**What to do**
Within the records, find every line that includes the word "body" and copy it.

**Records shown**
☆ ☆ ☆ ☆ ☆

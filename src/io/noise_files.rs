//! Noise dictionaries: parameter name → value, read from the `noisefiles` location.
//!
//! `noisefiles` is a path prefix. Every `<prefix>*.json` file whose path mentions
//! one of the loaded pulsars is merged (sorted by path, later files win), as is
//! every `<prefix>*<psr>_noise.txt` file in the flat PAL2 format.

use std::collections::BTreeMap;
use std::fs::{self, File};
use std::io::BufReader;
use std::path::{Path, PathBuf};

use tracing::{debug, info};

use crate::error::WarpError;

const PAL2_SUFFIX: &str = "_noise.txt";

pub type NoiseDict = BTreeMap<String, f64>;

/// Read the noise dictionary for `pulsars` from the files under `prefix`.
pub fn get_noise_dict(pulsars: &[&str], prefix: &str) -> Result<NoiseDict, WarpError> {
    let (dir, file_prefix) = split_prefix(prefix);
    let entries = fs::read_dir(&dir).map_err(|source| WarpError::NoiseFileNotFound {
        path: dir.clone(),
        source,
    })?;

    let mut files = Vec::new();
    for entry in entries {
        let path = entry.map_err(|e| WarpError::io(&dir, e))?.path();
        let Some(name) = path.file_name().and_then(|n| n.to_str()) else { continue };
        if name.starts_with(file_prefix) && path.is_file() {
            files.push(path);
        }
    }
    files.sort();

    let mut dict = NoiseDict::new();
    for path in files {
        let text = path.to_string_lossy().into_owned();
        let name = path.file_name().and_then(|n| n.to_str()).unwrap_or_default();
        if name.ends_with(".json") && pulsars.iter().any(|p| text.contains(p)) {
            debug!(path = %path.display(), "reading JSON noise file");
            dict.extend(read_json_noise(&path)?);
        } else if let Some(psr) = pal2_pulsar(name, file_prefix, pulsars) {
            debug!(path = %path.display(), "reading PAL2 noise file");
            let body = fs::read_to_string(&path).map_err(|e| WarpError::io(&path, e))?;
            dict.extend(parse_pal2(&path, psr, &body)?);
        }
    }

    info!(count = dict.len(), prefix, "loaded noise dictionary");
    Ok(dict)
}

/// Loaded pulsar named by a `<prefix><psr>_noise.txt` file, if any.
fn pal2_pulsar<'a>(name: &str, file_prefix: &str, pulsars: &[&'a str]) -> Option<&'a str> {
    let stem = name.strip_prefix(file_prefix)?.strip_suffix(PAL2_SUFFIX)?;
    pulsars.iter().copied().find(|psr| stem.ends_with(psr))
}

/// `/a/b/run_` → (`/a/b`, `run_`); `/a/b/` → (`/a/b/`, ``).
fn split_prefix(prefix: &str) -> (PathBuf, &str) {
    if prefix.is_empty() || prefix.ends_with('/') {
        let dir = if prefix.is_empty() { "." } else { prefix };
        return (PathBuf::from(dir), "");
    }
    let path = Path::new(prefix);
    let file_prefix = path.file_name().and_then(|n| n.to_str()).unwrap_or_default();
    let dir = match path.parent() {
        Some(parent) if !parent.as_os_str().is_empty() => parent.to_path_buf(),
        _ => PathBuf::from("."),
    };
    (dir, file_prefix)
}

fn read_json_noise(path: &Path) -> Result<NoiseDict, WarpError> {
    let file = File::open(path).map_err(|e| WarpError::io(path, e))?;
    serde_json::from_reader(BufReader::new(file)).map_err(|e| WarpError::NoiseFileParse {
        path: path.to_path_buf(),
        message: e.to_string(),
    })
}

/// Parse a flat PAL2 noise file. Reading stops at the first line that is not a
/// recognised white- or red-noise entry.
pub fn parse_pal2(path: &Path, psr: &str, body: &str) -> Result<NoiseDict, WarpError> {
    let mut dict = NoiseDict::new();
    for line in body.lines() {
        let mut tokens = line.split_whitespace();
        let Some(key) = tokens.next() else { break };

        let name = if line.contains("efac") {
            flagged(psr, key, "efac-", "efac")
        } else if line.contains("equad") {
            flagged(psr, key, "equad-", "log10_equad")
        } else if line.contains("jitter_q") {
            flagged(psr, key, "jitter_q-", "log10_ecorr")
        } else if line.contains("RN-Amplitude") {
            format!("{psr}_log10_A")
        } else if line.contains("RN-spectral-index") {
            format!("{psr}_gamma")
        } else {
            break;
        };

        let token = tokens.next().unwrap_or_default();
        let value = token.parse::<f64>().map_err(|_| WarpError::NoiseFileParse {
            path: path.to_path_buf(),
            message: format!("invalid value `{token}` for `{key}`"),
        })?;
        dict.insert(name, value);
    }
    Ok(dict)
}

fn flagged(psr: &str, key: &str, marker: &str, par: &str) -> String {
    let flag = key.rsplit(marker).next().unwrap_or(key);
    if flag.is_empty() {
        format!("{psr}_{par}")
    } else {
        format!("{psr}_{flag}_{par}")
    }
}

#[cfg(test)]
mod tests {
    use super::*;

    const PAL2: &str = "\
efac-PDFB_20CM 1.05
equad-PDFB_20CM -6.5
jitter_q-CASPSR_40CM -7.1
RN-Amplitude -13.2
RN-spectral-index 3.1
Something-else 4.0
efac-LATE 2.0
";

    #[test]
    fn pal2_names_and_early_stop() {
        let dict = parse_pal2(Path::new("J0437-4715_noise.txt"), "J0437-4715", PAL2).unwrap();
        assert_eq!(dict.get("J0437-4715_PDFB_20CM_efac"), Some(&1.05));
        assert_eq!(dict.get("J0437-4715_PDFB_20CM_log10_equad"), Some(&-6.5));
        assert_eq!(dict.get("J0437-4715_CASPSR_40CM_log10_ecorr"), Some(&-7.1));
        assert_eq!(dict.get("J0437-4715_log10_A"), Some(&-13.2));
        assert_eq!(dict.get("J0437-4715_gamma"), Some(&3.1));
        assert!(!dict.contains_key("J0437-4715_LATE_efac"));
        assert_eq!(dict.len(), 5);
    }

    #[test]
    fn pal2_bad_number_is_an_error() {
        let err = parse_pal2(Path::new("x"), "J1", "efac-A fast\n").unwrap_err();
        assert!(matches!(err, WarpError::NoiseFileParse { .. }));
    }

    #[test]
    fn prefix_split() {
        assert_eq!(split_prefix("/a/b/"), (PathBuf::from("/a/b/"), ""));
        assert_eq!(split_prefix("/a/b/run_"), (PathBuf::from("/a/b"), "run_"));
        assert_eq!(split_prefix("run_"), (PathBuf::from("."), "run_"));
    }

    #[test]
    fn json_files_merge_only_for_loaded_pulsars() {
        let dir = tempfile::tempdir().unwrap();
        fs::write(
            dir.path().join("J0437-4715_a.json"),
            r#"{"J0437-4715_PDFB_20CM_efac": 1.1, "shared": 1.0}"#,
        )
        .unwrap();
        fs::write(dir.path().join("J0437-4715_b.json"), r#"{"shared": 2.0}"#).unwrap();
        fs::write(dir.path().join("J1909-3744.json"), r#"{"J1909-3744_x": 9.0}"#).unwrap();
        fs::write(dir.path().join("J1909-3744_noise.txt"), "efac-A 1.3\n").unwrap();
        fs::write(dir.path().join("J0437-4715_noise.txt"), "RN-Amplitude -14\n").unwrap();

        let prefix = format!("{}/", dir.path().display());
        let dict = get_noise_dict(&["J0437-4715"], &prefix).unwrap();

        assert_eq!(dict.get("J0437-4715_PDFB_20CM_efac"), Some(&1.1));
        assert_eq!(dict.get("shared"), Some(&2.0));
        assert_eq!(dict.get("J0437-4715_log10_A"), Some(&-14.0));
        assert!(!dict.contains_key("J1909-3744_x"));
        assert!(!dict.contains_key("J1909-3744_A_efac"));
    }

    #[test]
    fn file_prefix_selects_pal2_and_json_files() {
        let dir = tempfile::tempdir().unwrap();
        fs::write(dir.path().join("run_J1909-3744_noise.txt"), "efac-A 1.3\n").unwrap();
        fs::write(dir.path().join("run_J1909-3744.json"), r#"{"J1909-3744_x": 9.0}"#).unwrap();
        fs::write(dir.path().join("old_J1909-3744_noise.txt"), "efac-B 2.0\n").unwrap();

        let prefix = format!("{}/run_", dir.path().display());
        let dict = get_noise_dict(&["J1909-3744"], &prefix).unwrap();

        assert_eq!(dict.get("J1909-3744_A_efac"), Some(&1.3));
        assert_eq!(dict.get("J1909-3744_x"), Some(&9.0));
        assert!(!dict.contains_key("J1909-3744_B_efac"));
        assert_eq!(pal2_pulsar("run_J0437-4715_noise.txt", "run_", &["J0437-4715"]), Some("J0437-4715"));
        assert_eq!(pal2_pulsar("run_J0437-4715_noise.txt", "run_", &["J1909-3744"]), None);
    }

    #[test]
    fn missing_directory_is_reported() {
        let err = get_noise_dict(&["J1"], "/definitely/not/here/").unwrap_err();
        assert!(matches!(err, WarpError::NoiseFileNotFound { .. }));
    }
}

☆ ☆ ☆ ☆ ☆

**Expected answer**
            let body = fs::read_to_string(&path).map_err(|e| WarpError::io(&path, e))?;
            dict.extend(parse_pal2(&path, psr, &body)?);
pub fn parse_pal2(path: &Path, psr: &str, body: &str) -> Result<NoiseDict, WarpError> {
    for line in body.lines() {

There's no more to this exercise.